- _Exercise brief_
Wherever a line of the listing holds the string "DVector", copy that line.
*** Given records
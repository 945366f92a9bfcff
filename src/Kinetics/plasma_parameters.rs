//! # Plasma parameters
//!
//! [`PlasmaParameters`] is the only input threaded through the rate model, the kinetic
//! system and the integrator. It is created once per request through a validating
//! constructor and never mutated; changing a value means building a new instance.
//!
//! [`ParameterRanges`] holds the slider ranges and defaults of the interactive front end
//! and turns slider values into parameters.
//!
//! Units: T_e in eV, T_g in K, densities in cm^-3, power density in W/cm^3, E_v in K.
use crate::Kinetics::plasma_errors::{
    KineticsError, KineticsResult, require_non_negative, require_positive,
};
use crate::Kinetics::species::{Species, zero_state};
use nalgebra::DVector;
use serde::{Deserialize, Serialize};

#[derive(Debug, Clone, Copy, PartialEq, Serialize)]
pub struct PlasmaParameters {
    electron_temperature: f64,
    gas_temperature: f64,
    total_density: f64,
    feed_ratio: f64,
    power_density: f64,
    vibrational_energy: f64,
    catalyst_factor: f64,
}

impl PlasmaParameters {
    /// Validating constructor. E_v defaults to 0 K and the catalyst factor to 1.
    pub fn new(
        electron_temperature: f64,
        gas_temperature: f64,
        total_density: f64,
        feed_ratio: f64,
        power_density: f64,
    ) -> KineticsResult<Self> {
        let params = Self {
            electron_temperature,
            gas_temperature,
            total_density,
            feed_ratio,
            power_density,
            vibrational_energy: 0.0,
            catalyst_factor: 1.0,
        };
        params.validate()?;
        Ok(params)
    }

    fn validate(&self) -> KineticsResult<()> {
        require_positive("electron temperature T_e (eV)", self.electron_temperature)?;
        require_positive("gas temperature T_g (K)", self.gas_temperature)?;
        require_positive("total density (cm^-3)", self.total_density)?;
        require_positive("power density (W/cm^3)", self.power_density)?;
        require_non_negative("vibrational energy E_v (K)", self.vibrational_energy)?;
        require_positive("catalyst factor", self.catalyst_factor)?;
        if !self.feed_ratio.is_finite() || self.feed_ratio <= 0.0 || self.feed_ratio > 1.0 {
            return Err(KineticsError::domain(format!(
                "N2:H2 feed ratio must lie in (0, 1], got {}",
                self.feed_ratio
            )));
        }
        Ok(())
    }

    pub fn with_electron_temperature(&self, electron_temperature: f64) -> KineticsResult<Self> {
        let params = Self {
            electron_temperature,
            ..*self
        };
        params.validate()?;
        Ok(params)
    }

    pub fn with_vibrational_energy(&self, vibrational_energy: f64) -> KineticsResult<Self> {
        let params = Self {
            vibrational_energy,
            ..*self
        };
        params.validate()?;
        Ok(params)
    }

    pub fn with_catalyst_factor(&self, catalyst_factor: f64) -> KineticsResult<Self> {
        let params = Self {
            catalyst_factor,
            ..*self
        };
        params.validate()?;
        Ok(params)
    }

    pub fn electron_temperature(&self) -> f64 {
        self.electron_temperature
    }
    pub fn gas_temperature(&self) -> f64 {
        self.gas_temperature
    }
    pub fn total_density(&self) -> f64 {
        self.total_density
    }
    pub fn feed_ratio(&self) -> f64 {
        self.feed_ratio
    }
    /// not consumed by the rate laws
    pub fn power_density(&self) -> f64 {
        self.power_density
    }
    pub fn vibrational_energy(&self) -> f64 {
        self.vibrational_energy
    }
    pub fn catalyst_factor(&self) -> f64 {
        self.catalyst_factor
    }

    /// Feed composition: N2 = n/(1+3r), H2 = n*3r/(1+3r), everything else zero.
    pub fn feed_composition(&self) -> DVector<f64> {
        let r = self.feed_ratio;
        let mut y0 = zero_state();
        y0[Species::N2.index()] = self.total_density / (1.0 + 3.0 * r);
        y0[Species::H2.index()] = self.total_density * 3.0 * r / (1.0 + 3.0 * r);
        y0
    }

    /// Feed composition with N and H atoms seeded at `radical_density`
    pub fn seeded_composition(&self, radical_density: f64) -> KineticsResult<DVector<f64>> {
        require_non_negative("radical seed density (cm^-3)", radical_density)?;
        let mut y0 = self.feed_composition();
        y0[Species::N.index()] = radical_density;
        y0[Species::H.index()] = radical_density;
        Ok(y0)
    }

    pub fn pretty_print(&self) {
        use prettytable::{Table, row};
        let mut table = Table::new();
        table.add_row(row!["Parameter", "Value", "Units"]);
        table.add_row(row![
            "Electron temperature (T_e)",
            format!("{:.3}", self.electron_temperature),
            "eV"
        ]);
        table.add_row(row![
            "Gas temperature (T_g)",
            format!("{:.1}", self.gas_temperature),
            "K"
        ]);
        table.add_row(row![
            "Total density",
            format!("{:.3e}", self.total_density),
            "cm^-3"
        ]);
        table.add_row(row!["N2:H2 ratio", format!("{:.3}", self.feed_ratio), "-"]);
        table.add_row(row![
            "Power density",
            format!("{:.2}", self.power_density),
            "W/cm^3"
        ]);
        table.add_row(row![
            "Vibrational energy (E_v)",
            format!("{:.1}", self.vibrational_energy),
            "K"
        ]);
        table.add_row(row![
            "Catalyst factor",
            format!("{:.2}", self.catalyst_factor),
            "-"
        ]);
        table.printstd();
    }
}

/// Raw plasma section of a task document; every field falls back to the slider default.
#[derive(Debug, Clone, Default, PartialEq, Serialize, Deserialize)]
#[serde(deny_unknown_fields)]
pub struct PlasmaSettings {
    pub electron_temperature: Option<f64>,
    pub gas_temperature: Option<f64>,
    pub total_density: Option<f64>,
    pub feed_ratio: Option<f64>,
    pub power_density: Option<f64>,
    pub vibrational_energy: Option<f64>,
    pub catalyst_factor: Option<f64>,
}

#[derive(Debug, Clone, Copy, PartialEq, Serialize, Deserialize)]
pub struct SliderRange {
    pub min: f64,
    pub max: f64,
    pub default: f64,
}

impl SliderRange {
    pub fn new(min: f64, max: f64, default: f64) -> Self {
        Self { min, max, default }
    }

    fn check(&self, name: &str, value: f64) -> KineticsResult<f64> {
        if !value.is_finite() || value < self.min || value > self.max {
            return Err(KineticsError::domain(format!(
                "{} = {} lies outside the configured range [{}, {}]",
                name, value, self.min, self.max
            )));
        }
        Ok(value)
    }
}

/// Slider ranges and defaults of the front end
#[derive(Debug, Clone, PartialEq, Serialize, Deserialize)]
pub struct ParameterRanges {
    pub electron_temperature: SliderRange,
    pub feed_ratio: SliderRange,
    pub power_density: SliderRange,
    pub gas_temperature: SliderRange,
    /// cm^-3
    pub total_density: f64,
}

impl Default for ParameterRanges {
    fn default() -> Self {
        Self {
            electron_temperature: SliderRange::new(0.5, 5.0, 2.0),
            feed_ratio: SliderRange::new(0.1, 1.0, 0.33),
            power_density: SliderRange::new(0.1, 20.0, 5.0),
            gas_temperature: SliderRange::new(300.0, 1000.0, 300.0),
            total_density: 2.5e19,
        }
    }
}

impl ParameterRanges {
    /// Builds parameters from slider positions, rejecting values outside the ranges
    pub fn parameters_from_sliders(
        &self,
        electron_temperature: f64,
        feed_ratio: f64,
        power_density: f64,
        gas_temperature: f64,
    ) -> KineticsResult<PlasmaParameters> {
        PlasmaParameters::new(
            self.electron_temperature
                .check("electron temperature", electron_temperature)?,
            self.gas_temperature
                .check("gas temperature", gas_temperature)?,
            self.total_density,
            self.feed_ratio.check("feed ratio", feed_ratio)?,
            self.power_density.check("power density", power_density)?,
        )
    }

    pub fn default_parameters(&self) -> KineticsResult<PlasmaParameters> {
        self.parameters_from_sliders(
            self.electron_temperature.default,
            self.feed_ratio.default,
            self.power_density.default,
            self.gas_temperature.default,
        )
    }

    /// Merges a task-document plasma section over the slider defaults.
    /// Explicit values are only checked for physical validity, not against slider ranges.
    pub fn parameters_from_settings(
        &self,
        settings: &PlasmaSettings,
    ) -> KineticsResult<PlasmaParameters> {
        let params = PlasmaParameters::new(
            settings
                .electron_temperature
                .unwrap_or(self.electron_temperature.default),
            settings
                .gas_temperature
                .unwrap_or(self.gas_temperature.default),
            settings.total_density.unwrap_or(self.total_density),
            settings.feed_ratio.unwrap_or(self.feed_ratio.default),
            settings.power_density.unwrap_or(self.power_density.default),
        )?;
        let params = params.with_vibrational_energy(settings.vibrational_energy.unwrap_or(0.0))?;
        params.with_catalyst_factor(settings.catalyst_factor.unwrap_or(1.0))
    }
}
******
- _Answer to this exercise_
use nalgebra::DVector;
    pub fn feed_composition(&self) -> DVector<f64> {
    pub fn seeded_composition(&self, radical_density: f64) -> KineticsResult<DVector<f64>> {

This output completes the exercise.